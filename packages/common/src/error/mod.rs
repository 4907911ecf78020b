//! Error classification and logging
//!
//! Every hashgate error type reports how far the damage reaches:
//! - recoverable errors leave nothing acquired and may be retried
//! - terminal errors end one computation but its resources can still be released
//! - fatal errors mean the backend state can no longer be trusted

pub mod logging;
pub mod types;

pub use logging::Logging;
pub use types::{Classify, ErrorKind};
//! Streaming hash computation
//!
//! Drives a [`HashEngine`] through `Idle → Accumulating → Finalized`. Input is
//! either pushed chunk by chunk ([`DigestStream::update`]) or pulled from a
//! reader in fixed-size chunks ([`DigestStream::consume`]). A failed
//! accumulation poisons the stream: it can still be released, never reused.

use crate::engine::HashEngine;
use crate::hash_result::HashDigest;
use crate::registry::Algorithm;
use crate::{HashError, Result};
use std::io::{ErrorKind as IoErrorKind, Read};

/// Lifecycle state of a computation
#[derive(Debug, Clone, Copy, PartialEq, Eq)]
pub enum ComputeState {
    /// No input seen yet
    Idle,
    /// At least one chunk accumulated
    Accumulating,
    /// Digest produced
    Finalized,
    /// An accumulation or read failed; only release is allowed
    Poisoned,
}

/// Incremental digest computation over a hash engine
pub struct DigestStream {
    engine: Box<dyn HashEngine>,
    state: ComputeState,
    total_bytes: u64,
}

impl DigestStream {
    /// Wrap a fresh engine
    #[must_use]
    pub fn new(engine: Box<dyn HashEngine>) -> Self {
        Self {
            engine,
            state: ComputeState::Idle,
            total_bytes: 0,
        }
    }

    /// Algorithm being computed
    #[must_use]
    pub fn algorithm(&self) -> Algorithm {
        self.engine.algorithm()
    }

    /// Current lifecycle state
    #[must_use]
    pub fn state(&self) -> ComputeState {
        self.state
    }

    /// Get the total number of bytes processed so far
    #[must_use]
    pub fn total_bytes(&self) -> u64 {
        self.total_bytes
    }

    fn ensure_open(&self) -> Result<()> {
        match self.state {
            ComputeState::Idle | ComputeState::Accumulating => Ok(()),
            ComputeState::Finalized => Err(HashError::AlreadyFinalized),
            ComputeState::Poisoned => Err(HashError::EngineUnusable),
        }
    }

    /// Accumulate one chunk
    ///
    /// Empty chunks are accepted and do not change the state.
    ///
    /// # Errors
    ///
    /// Fails if the stream is finalized or poisoned, or the engine rejects the
    /// chunk (which poisons the stream).
    pub fn update(&mut self, chunk: &[u8]) -> Result<()> {
        self.ensure_open()?;
        if chunk.is_empty() {
            return Ok(());
        }

        if let Err(error) = self.engine.accumulate(chunk) {
            self.state = ComputeState::Poisoned;
            return Err(error);
        }
        self.total_bytes += chunk.len() as u64;
        self.state = ComputeState::Accumulating;
        Ok(())
    }

    /// Finalize and return the digest
    ///
    /// # Errors
    ///
    /// Fails if the stream was already finalized or is poisoned, or the engine
    /// cannot produce the digest (which poisons the stream).
    pub fn finish(&mut self) -> Result<HashDigest> {
        self.ensure_open()?;

        let expected = self.algorithm().digest_size();
        let bytes = match self.engine.finalize() {
            Ok(bytes) => bytes,
            Err(error) => {
                self.state = ComputeState::Poisoned;
                return Err(error);
            }
        };
        if bytes.len() != expected {
            self.state = ComputeState::Poisoned;
            return Err(HashError::DigestSize {
                expected,
                actual: bytes.len(),
            });
        }

        self.state = ComputeState::Finalized;
        tracing::debug!(
            algorithm = %self.algorithm(),
            total_bytes = self.total_bytes,
            "digest computed"
        );
        Ok(HashDigest::new(self.algorithm(), bytes))
    }

    /// Read `reader` to its end in chunks of `chunk_size` bytes, then finalize
    ///
    /// Interrupted reads are retried.
    ///
    /// # Errors
    ///
    /// Returns [`HashError::InvalidParameters`] for a zero chunk size,
    /// [`HashError::Io`] if reading fails and any accumulation or finalization
    /// error. Read and accumulation failures poison the stream.
    pub fn consume<R: Read + ?Sized>(&mut self, reader: &mut R, chunk_size: usize) -> Result<HashDigest> {
        if chunk_size == 0 {
            return Err(HashError::invalid_parameters("chunk size must be positive"));
        }
        self.ensure_open()?;

        let mut buffer = vec![0u8; chunk_size];
        loop {
            let read = match reader.read(&mut buffer) {
                Ok(0) => break,
                Ok(read) => read,
                Err(error) if error.kind() == IoErrorKind::Interrupted => continue,
                Err(error) => {
                    self.state = ComputeState::Poisoned;
                    return Err(error.into());
                }
            };
            self.update(&buffer[..read])?;
            tracing::trace!(algorithm = %self.algorithm(), len = read, "chunk hashed");
        }

        self.finish()
    }

    /// Release the engine's resources
    ///
    /// # Errors
    ///
    /// Returns a fatal error if provider resources could not be released.
    pub fn release(&mut self) -> Result<()> {
        self.engine.release()
    }
}
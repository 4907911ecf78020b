//! Status code tables
//!
//! Each operation category has its own table: the same code can mean different
//! things depending on the call that reported it. A code missing from the table
//! falls back to a generic message so that reporting an error never fails.

use crate::constants::codes::*;
use crate::error::CallCategory;
use std::borrow::Cow;

/// Explain `code` as reported by a call in `category`
#[must_use]
pub fn describe(category: CallCategory, code: u32) -> Cow<'static, str> {
    let known = match category {
        CallCategory::ContextAcquisition | CallCategory::ContextRelease => context_message(code),
        CallCategory::EngineCreation | CallCategory::EngineRelease => engine_message(code),
        CallCategory::DataAccumulation => accumulation_message(code),
        CallCategory::ParameterRetrieval => parameter_message(code),
    };

    match known {
        Some(text) => Cow::Borrowed(text),
        None => Cow::Owned(format!("undefined error in category {category}")),
    }
}

fn context_message(code: u32) -> Option<&'static str> {
    let text = match code {
        ERROR_BUSY => "ERROR_BUSY. Another thread or process is using this key container.",
        ERROR_FILE_NOT_FOUND => "ERROR_FILE_NOT_FOUND. The profile of the user is not loaded and cannot be found.",
        ERROR_INVALID_PARAMETER => "ERROR_INVALID_PARAMETER. One of the parameters contains a value that is not valid.",
        ERROR_NOT_ENOUGH_MEMORY => "ERROR_NOT_ENOUGH_MEMORY. The operating system ran out of memory during the operation.",
        NTE_BAD_FLAGS => "NTE_BAD_FLAGS. The flags parameter has a value that is not valid.",
        NTE_BAD_KEY_STATE => "NTE_BAD_KEY_STATE. The user password has changed since the private keys were encrypted.",
        NTE_BAD_KEYSET => "NTE_BAD_KEYSET. The key container could not be opened or access to it is denied.",
        NTE_BAD_KEYSET_PARAM => "NTE_BAD_KEYSET_PARAM. The container or provider name is not valid.",
        NTE_BAD_PROV_TYPE => "NTE_BAD_PROV_TYPE. The provider type is out of range; valid types are 1 through 999.",
        NTE_BAD_SIGNATURE => "NTE_BAD_SIGNATURE. The provider library signature could not be verified.",
        NTE_EXISTS => "NTE_EXISTS. The key container already exists.",
        NTE_KEYSET_ENTRY_BAD => "NTE_KEYSET_ENTRY_BAD. The key container was found but is corrupt.",
        NTE_KEYSET_NOT_DEF => "NTE_KEYSET_NOT_DEF. The requested provider does not exist.",
        NTE_NO_MEMORY => "NTE_NO_MEMORY. The provider ran out of memory during the operation.",
        NTE_PROV_DLL_NOT_FOUND => "NTE_PROV_DLL_NOT_FOUND. The provider library does not exist or is not on the current path.",
        NTE_PROV_TYPE_ENTRY_BAD => "NTE_PROV_TYPE_ENTRY_BAD. The registered entry for the provider type is corrupt.",
        NTE_PROV_TYPE_NO_MATCH => "NTE_PROV_TYPE_NO_MATCH. The provider type does not match the provider type found.",
        NTE_PROV_TYPE_NOT_DEF => "NTE_PROV_TYPE_NOT_DEF. No entry exists for the provider type.",
        NTE_PROVIDER_DLL_FAIL => "NTE_PROVIDER_DLL_FAIL. The provider library could not be loaded or failed to initialize.",
        NTE_SIGNATURE_FILE_BAD => "NTE_SIGNATURE_FILE_BAD. Loading the provider library image failed before its signature was verified.",
        ERROR_INVALID_HANDLE => "ERROR_INVALID_HANDLE. One of the parameters specifies a handle that is not valid.",
        NTE_BAD_UID => "NTE_BAD_UID. The context parameter does not contain a valid context handle.",
        _ => return None,
    };
    Some(text)
}

fn engine_message(code: u32) -> Option<&'static str> {
    let text = match code {
        ERROR_INVALID_HANDLE => "ERROR_INVALID_HANDLE. One of the parameters specifies a handle that is not valid.",
        ERROR_INVALID_PARAMETER => "ERROR_INVALID_PARAMETER. One of the parameters contains a value that is not valid.",
        ERROR_NOT_ENOUGH_MEMORY => "ERROR_NOT_ENOUGH_MEMORY. The operating system ran out of memory during the operation.",
        NTE_BAD_ALGID => "NTE_BAD_ALGID. The provider does not support the requested algorithm.",
        NTE_BAD_FLAGS => "NTE_BAD_FLAGS. The flags parameter is nonzero.",
        NTE_BAD_KEY => "NTE_BAD_KEY. A keyed hash algorithm was requested without a valid key.",
        NTE_NO_MEMORY => "NTE_NO_MEMORY. The provider ran out of memory during the operation.",
        ERROR_BUSY => "ERROR_BUSY. The hash object is currently being used and cannot be destroyed.",
        NTE_BAD_HASH => "NTE_BAD_HASH. The hash object is not valid.",
        NTE_BAD_UID => "NTE_BAD_UID. The provider context the hash object was created with cannot be found.",
        _ => return None,
    };
    Some(text)
}

fn accumulation_message(code: u32) -> Option<&'static str> {
    let text = match code {
        ERROR_INVALID_HANDLE => "ERROR_INVALID_HANDLE. One of the parameters specifies a handle that is not valid.",
        ERROR_INVALID_PARAMETER => "ERROR_INVALID_PARAMETER. One of the parameters contains a value that is not valid.",
        NTE_BAD_ALGID => "NTE_BAD_ALGID. The hash object uses an algorithm the provider does not support.",
        NTE_BAD_FLAGS => "NTE_BAD_FLAGS. The flags parameter contains a value that is not valid.",
        NTE_BAD_HASH => "NTE_BAD_HASH. The hash object is not valid.",
        NTE_BAD_HASH_STATE => "NTE_BAD_HASH_STATE. Data was added to a hash object that is already marked finished.",
        NTE_BAD_KEY => "NTE_BAD_KEY. The session key of a keyed hash is no longer valid.",
        NTE_BAD_LEN => "NTE_BAD_LEN. A data length was passed together with the user data flag.",
        NTE_BAD_UID => "NTE_BAD_UID. The provider context the hash object was created with cannot be found.",
        NTE_FAIL => "NTE_FAIL. The function failed in some unexpected way.",
        NTE_NO_MEMORY => "NTE_NO_MEMORY. The provider ran out of memory during the operation.",
        _ => return None,
    };
    Some(text)
}

fn parameter_message(code: u32) -> Option<&'static str> {
    let text = match code {
        ERROR_INVALID_HANDLE => "ERROR_INVALID_HANDLE. One of the parameters specifies a handle that is not valid.",
        ERROR_INVALID_PARAMETER => "ERROR_INVALID_PARAMETER. One of the parameters contains a value that is not valid.",
        ERROR_MORE_DATA => "ERROR_MORE_DATA. The output buffer is too small; the required size was returned.",
        NTE_BAD_FLAGS => "NTE_BAD_FLAGS. The flags parameter is nonzero.",
        NTE_BAD_HASH => "NTE_BAD_HASH. The hash object is not valid.",
        NTE_BAD_TYPE => "NTE_BAD_TYPE. The parameter number is unknown.",
        NTE_BAD_UID => "NTE_BAD_UID. The provider context the hash object was created with cannot be found.",
        _ => return None,
    };
    Some(text)
}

EXERCISE REQUIREMENTS ->
In this exercise, copy only the lines from the opening line of the material through the line where "pub mod logging;" appears.

SOLUTION BELOW ->
filename packages/common/src/error/mod.rs
repository 4907911ecf78020b
//! Error classification and logging
//!
//! Every hashgate error type reports how far the damage reaches:
//! - recoverable errors leave nothing acquired and may be retried
//! - terminal errors end one computation but its resources can still be released
//! - fatal errors mean the backend state can no longer be trusted

pub mod logging;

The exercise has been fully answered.